“I hesitated to write about this trend. It’s disturbing. Many of its facets are also politically charged. But as an investor, I have to avoid politics. There’s no money to be made by laying blame or opining about what should be. My only job is to find strong trends that support an investable idea.”
So noted Amy Calistri in the introduction to the most recent issue of Stock of the Month.
I’ll get to Amy’s “investable idea” in a moment.
First, some grim realities…
Four out of five American adults struggle with joblessness, near-poverty or reliance on welfare at some point in their lives. That’s what The Associated Press reported in late July, based on what it said was exclusive survey data.
This report came on the heels of a July 17 Gallup poll showing that a fifth of two-parent households in the United States said there were times during the preceding 12 months when they struggled to afford food. Among single-parent households, the portion of those reporting food-affordability problems soared to nearly a third.
Against that backdrop, it should come as little surprise that nearly 1 in 6 Americans receives food stamps.
What may be surprising, however, is that food-stamp use as of June was up 2.3% from a year earlier, to nearly 47.8 million participants.
That’s right. Even as the unemployment rate has dropped and as a number of other economic indicators have steadily improved since the recession, the number of food-stamp recipients continues to climb.
One reason for the apparent discrepancy: the swelling of the ranks of the “working poor.”
As Amy pointed out in the current issue of Stock of the Month, the number of jobs in the low-paying food-and-drink service sector grew 21.3% in the past 10 years, while other jobs increased by just 3.2%.
In 2010, 26.9% of fast-food workers participated in the food-stamp program (which, since 2008, is officially known as the Supplemental Nutrition Assistance Program, or SNAP). Since then, Amy wrote, “the minimum wage hasn’t changed, (but) the ranks of fast-food employees have grown.”
Moreover, according to Amy, 284,000 college graduates — some with advanced degrees — worked in minimum-wage jobs last year. That’s up 70% from a decade ago.
Wherever there’s a societal or business trend in the making — however troubling — chances are someone stands to benefit. And toward that end Amy looked to the administration of the food-stamp program itself for her investable idea.

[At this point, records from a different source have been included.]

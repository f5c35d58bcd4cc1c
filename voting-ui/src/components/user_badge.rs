use crate::session::{current_user, LogoutFn};
use leptos::prelude::*;

/// Who is signed in, with a logout button, or a login link for guests.
#[component]
pub fn UserBadge() -> impl IntoView {
    let logout_action = ServerAction::<LogoutFn>::new();
    let user = Resource::new(move || logout_action.version().get(), |_| current_user());

    view! {
        <Suspense fallback=|| ()>
            {move || user.get().map(|result| match result {
                Ok(Some(user)) => view! {
                    <div class="user-info">
                        {user.picture.map(|src| view! {
                            <img src=src alt="Avatar" class="user-info__avatar"/>
                        })}
                        <div class="user-info__details">
                            <span class="user-info__name">{user.name}</span>
                            <span class="user-info__email">
                                {user.email} " · " {user.provider.display_name()}
                            </span>
                        </div>
                        <ActionForm action=logout_action attr:class="logout-form">
                            <button type="submit" class="logout-btn">"Logout"</button>
                        </ActionForm>
                    </div>
                }.into_any(),
                _ => view! {
                    <a href="/" class="nav-link">"Login"</a>
                }.into_any(),
            })}
        </Suspense>
    }
}
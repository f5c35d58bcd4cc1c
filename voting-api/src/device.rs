use axum::body::Body;
use axum::http::{header, HeaderMap, Request};
use axum::middleware::Next;
use axum::response::Response;
use tower_sessions::Session;
use voting_app::domain::{ClientHints, DeviceIdentity};
use voting_app::infrastructure::security::DeviceIdentityManager;
use voting_ui::session::DEVICE_IDENTITY_KEY;

/// Probes and monitors never get an identity.
const NO_IDENTITY_PATHS: &[&str] = &["/healthz"];

/// Gives every browser a device identity before the page renders, so the
/// session cookie goes out with the first response. Once stored, the identity
/// and its session key stay put until the session expires.
pub async fn ensure_device_identity(
    session: Session,
    request: Request<Body>,
    next: Next,
) -> Response {
    if NO_IDENTITY_PATHS.contains(&request.uri().path()) {
        return next.run(request).await;
    }

    let stored = match session.get::<DeviceIdentity>(DEVICE_IDENTITY_KEY).await {
        Ok(stored) => stored,
        Err(e) => {
            tracing::warn!("Failed to read device identity: {}", e);
            None
        }
    };

    if stored.is_none() {
        let identity = DeviceIdentityManager::initialize(None, &client_hints(request.headers()));
        tracing::info!(device_id = %identity.device_id, "new voting device");

        if let Err(e) = session.insert(DEVICE_IDENTITY_KEY, &identity).await {
            tracing::error!("Failed to store device identity: {}", e);
        }
    }

    next.run(request).await
}

/// Only what a request carries; screen and hardware traits stay unknown.
fn client_hints(headers: &HeaderMap) -> ClientHints {
    let header_text = |name: header::HeaderName| {
        headers
            .get(name)
            .and_then(|v| v.to_str().ok())
            .unwrap_or_default()
            .to_string()
    };

    let language = header_text(header::ACCEPT_LANGUAGE)
        .split(',')
        .next()
        .map(|tag| tag.split(';').next().unwrap_or_default().trim().to_string())
        .unwrap_or_default();

    ClientHints {
        user_agent: header_text(header::USER_AGENT),
        language,
        ..ClientHints::default()
    }
}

You see, just as the numbers of SNAP users — and their profiles — have changed over the years, so has the “stamp.”
The nation’s largest food assistance program has its roots in the Great Depression in the 1930s, when the government issued blue stamps to subsidize the cost of food that was in surplus. After an 18-year hiatus, the idea was revived in the 1960s, expanding into a permanent program that sold discount food coupons to low-income people. In 1977 the government began distributing food stamps to the poor for free.
These days, food-stamp purchases are made electronically — on plastic Electronic Benefit Transfer (EBT) cards, which resemble credit cards.
A waiter for the Las Vegas Guardian Express recently called the EBT cards “the American Express card of the 21st century.”
Amy recently called them the basis for her September “Stock of the Month.“
Bob: In Stock of the Month, you refer to a “wave of SNAP recipients to come.” Who are they?
Amy: Older Americans, those age 60 or older. The average monthly Social Security check for a retired worker is $1,269.38. The average monthly Social Security check for the spouse of a retired worker is $633.27. The median retirement savings of all households nearing retirement is just $12,000. Even for households with a designated retirement account, median savings are just $100,000 for the soon-to-retire. All in all, it’s not an encouraging outlook.
Roughly 3.8 million people age 60 or older currently receive SNAP benefits, but many more are eligible.